President Biden has provided little reason to question his intentions to limit the oil and gas industry domestically, and this is a presidential push the Bureau of Ocean Energy Management (BOEM) seems set on carrying out, at least when it comes to targeting independent producers currently operating in the Gulf of Mexico. Where major integrated companies like Shell, BP, ExxonMobil, and Chevron dominate exploring and drilling for oil in the deep waters many miles out into the Gulf, these independent producers dominate the shallower waters nearer the coast on the Outer Continental Shelf (OCS).

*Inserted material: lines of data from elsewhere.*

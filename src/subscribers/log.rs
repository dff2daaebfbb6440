//! # Simple logging subscriber for debugging and demos.
//!
//! [`LogWriter`] renders events through `tracing` in a compact one-line
//! format. This is primarily useful for development, debugging, and the
//! bundled demos.
//!
//! ## Output format (with a fmt subscriber installed)
//! ```text
//! INFO component registered component=db namespace=system
//! DEBUG starting component=db
//! INFO started component=db
//! ERROR start failed component=web reason="bind: address in use"
//! ```
//!
//! ## Example
//! ```rust
//! use std::sync::Arc;
//! use subsys::{LogWriter, Registry};
//!
//! let registry = Registry::builder()
//!     .with_subscribers(vec![Arc::new(LogWriter)])
//!     .build();
//! ```

use tracing::{debug, error, info, warn};

use crate::events::{Event, EventKind};

use super::Subscribe;

/// Tracing-backed logging subscriber.
///
/// Not intended as an audit log - implement a custom [`Subscribe`] for
/// structured export or metrics collection.
pub struct LogWriter;

impl Subscribe for LogWriter {
    fn on_event(&self, e: &Event) {
        let component = e.component.as_deref().unwrap_or("-");
        let namespace = e.namespace.as_deref().unwrap_or("-");
        match e.kind {
            EventKind::Created => {
                info!(component, namespace, seq = e.seq, "component registered");
            }
            EventKind::Updated => {
                info!(component, namespace, seq = e.seq, "component updated");
            }
            EventKind::ConfigChanged => {
                debug!(component, namespace, seq = e.seq, "config replaced");
            }
            EventKind::Deleted => {
                info!(component, namespace, seq = e.seq, "component deleted");
            }
            EventKind::Starting => {
                debug!(component, namespace, seq = e.seq, "starting");
            }
            EventKind::Started => {
                info!(component, namespace, seq = e.seq, "started");
            }
            EventKind::StartFailed => {
                error!(
                    component,
                    namespace,
                    seq = e.seq,
                    reason = e.reason.as_deref().unwrap_or(""),
                    "start failed"
                );
            }
            EventKind::Stopping => {
                debug!(component, namespace, seq = e.seq, "stopping");
            }
            EventKind::Stopped => {
                info!(component, namespace, seq = e.seq, "stopped");
            }
            EventKind::StopFailed => {
                error!(
                    component,
                    namespace,
                    seq = e.seq,
                    reason = e.reason.as_deref().unwrap_or(""),
                    "stop failed"
                );
            }
            EventKind::SubscriberPanicked => {
                warn!(
                    subscriber = component,
                    namespace,
                    seq = e.seq,
                    reason = e.reason.as_deref().unwrap_or(""),
                    "subscriber panicked"
                );
            }
        }
    }

    fn name(&self) -> &'static str {
        "log"
    }
}
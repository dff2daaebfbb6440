//! # Component specification.
//!
//! Defines [`ComponentSpec`], the input bundle for
//! [`Registry::create`](crate::Registry::create) and the declarative build
//! path ([`Registry::from_specs`](crate::Registry::from_specs)).
//!
//! A spec carries the two mandatory fields (`id`, `config`) plus the
//! optionals, attached with `with_*` modifiers:
//! - `with_start_deps`: ids that must be started first (default: none);
//! - `with_lifecycle`: the start/stop pair (default: non-executable).
//!
//! ## Rules
//! - `start_deps` may name ids not yet registered; the dependency is
//!   required at start time, not at create time.
//! - Status and state are not part of a spec: new records start as
//!   `Stopped` with no state, and `update` never touches either.

use crate::components::{
    Component, ComponentId, ConfigValue, Lifecycle, SharedValue, StateHandle, Status,
};
use crate::error::BoxError;

/// Declared shape of a component, before registration.
///
/// ## Example
/// ```rust
/// use std::sync::Arc;
/// use subsys::{ComponentSpec, ConfigValue, SharedValue, StateHandle};
///
/// let spec = ComponentSpec::new("cache", ConfigValue::value(1024usize))
///     .with_start_deps(["db"])
///     .with_lifecycle(
///         |_cfg: SharedValue| Ok(Arc::new(()) as StateHandle),
///         |_h: StateHandle| Ok(()),
///     );
/// assert_eq!(spec.id().as_str(), "cache");
/// assert!(spec.is_executable());
/// ```
#[derive(Clone)]
pub struct ComponentSpec {
    id: ComponentId,
    config: ConfigValue,
    start_deps: Vec<ComponentId>,
    lifecycle: Option<Lifecycle>,
}

impl ComponentSpec {
    /// Creates a spec with the two mandatory fields.
    pub fn new(id: impl Into<ComponentId>, config: ConfigValue) -> Self {
        Self {
            id: id.into(),
            config,
            start_deps: Vec::new(),
            lifecycle: None,
        }
    }

    /// Returns a new spec with the given start dependencies, in order.
    pub fn with_start_deps<I, T>(mut self, deps: I) -> Self
    where
        I: IntoIterator<Item = T>,
        T: Into<ComponentId>,
    {
        self.start_deps = deps.into_iter().map(Into::into).collect();
        self
    }

    /// Returns a new spec with the given start/stop pair attached.
    ///
    /// Attaching both functions at once is what enforces the rule that they
    /// are present together or not at all.
    pub fn with_lifecycle<S, T>(mut self, start: S, stop: T) -> Self
    where
        S: Fn(SharedValue) -> Result<StateHandle, BoxError> + Send + Sync + 'static,
        T: Fn(StateHandle) -> Result<(), BoxError> + Send + Sync + 'static,
    {
        self.lifecycle = Some(Lifecycle::new(start, stop));
        self
    }

    /// Returns the component id.
    pub fn id(&self) -> &ComponentId {
        &self.id
    }

    /// Returns the declared config.
    pub fn config(&self) -> &ConfigValue {
        &self.config
    }

    /// Returns the declared start dependencies.
    pub fn start_deps(&self) -> &[ComponentId] {
        &self.start_deps
    }

    /// True when a start/stop pair is attached.
    pub fn is_executable(&self) -> bool {
        self.lifecycle.is_some()
    }

    /// Normalizes the spec into a fresh stopped record.
    pub(crate) fn into_component(self) -> Component {
        Component {
            id: self.id,
            config: self.config,
            lifecycle: self.lifecycle,
            state: None,
            status: Status::Stopped,
            start_deps: self.start_deps,
        }
    }

    /// Applies the spec onto an existing record, keeping the
    /// lifecycle-owned fields (`status`, `state`) of the original.
    pub(crate) fn apply_to(self, existing: &Component) -> Component {
        Component {
            id: self.id,
            config: self.config,
            lifecycle: self.lifecycle,
            state: existing.state.clone(),
            status: existing.status,
            start_deps: self.start_deps,
        }
    }
}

The issue at play is a new rule finalized by BOEM in April that mandates a dramatic increase in bonding requirements totaling almost $7 billion to provide financial assurance to cover abandonment costs. BOEM’s own estimate is that the new requirements will impact about three quarters of companies currently operating in the Gulf. The Bureau justifies the new rule as a measure to protect the taxpayers’ interests, but also admits that taxpayers over the 70-year history of Gulf of Mexico operations have been stuck with only about $58 million in such costs, a relative drop in the $7 billion ocean it is now attempting to create.
“This is a really important issue,” Mike Minarovic, co-founder and managing director of Arena Energy, told me in an interview. “But doing this is like having a little spot of skin cancer, and the government saying I want to cut off the entire arm to deal with that spot.”
Arena Energy is among the largest independent operators on the OCS and will likely be able to sustain the higher bonding costs if it can find a financial counterparty willing to insure the bonds. Unfortunately, many other independent oil companies are concerned that such counterparties will be hard, if not impossible, to find.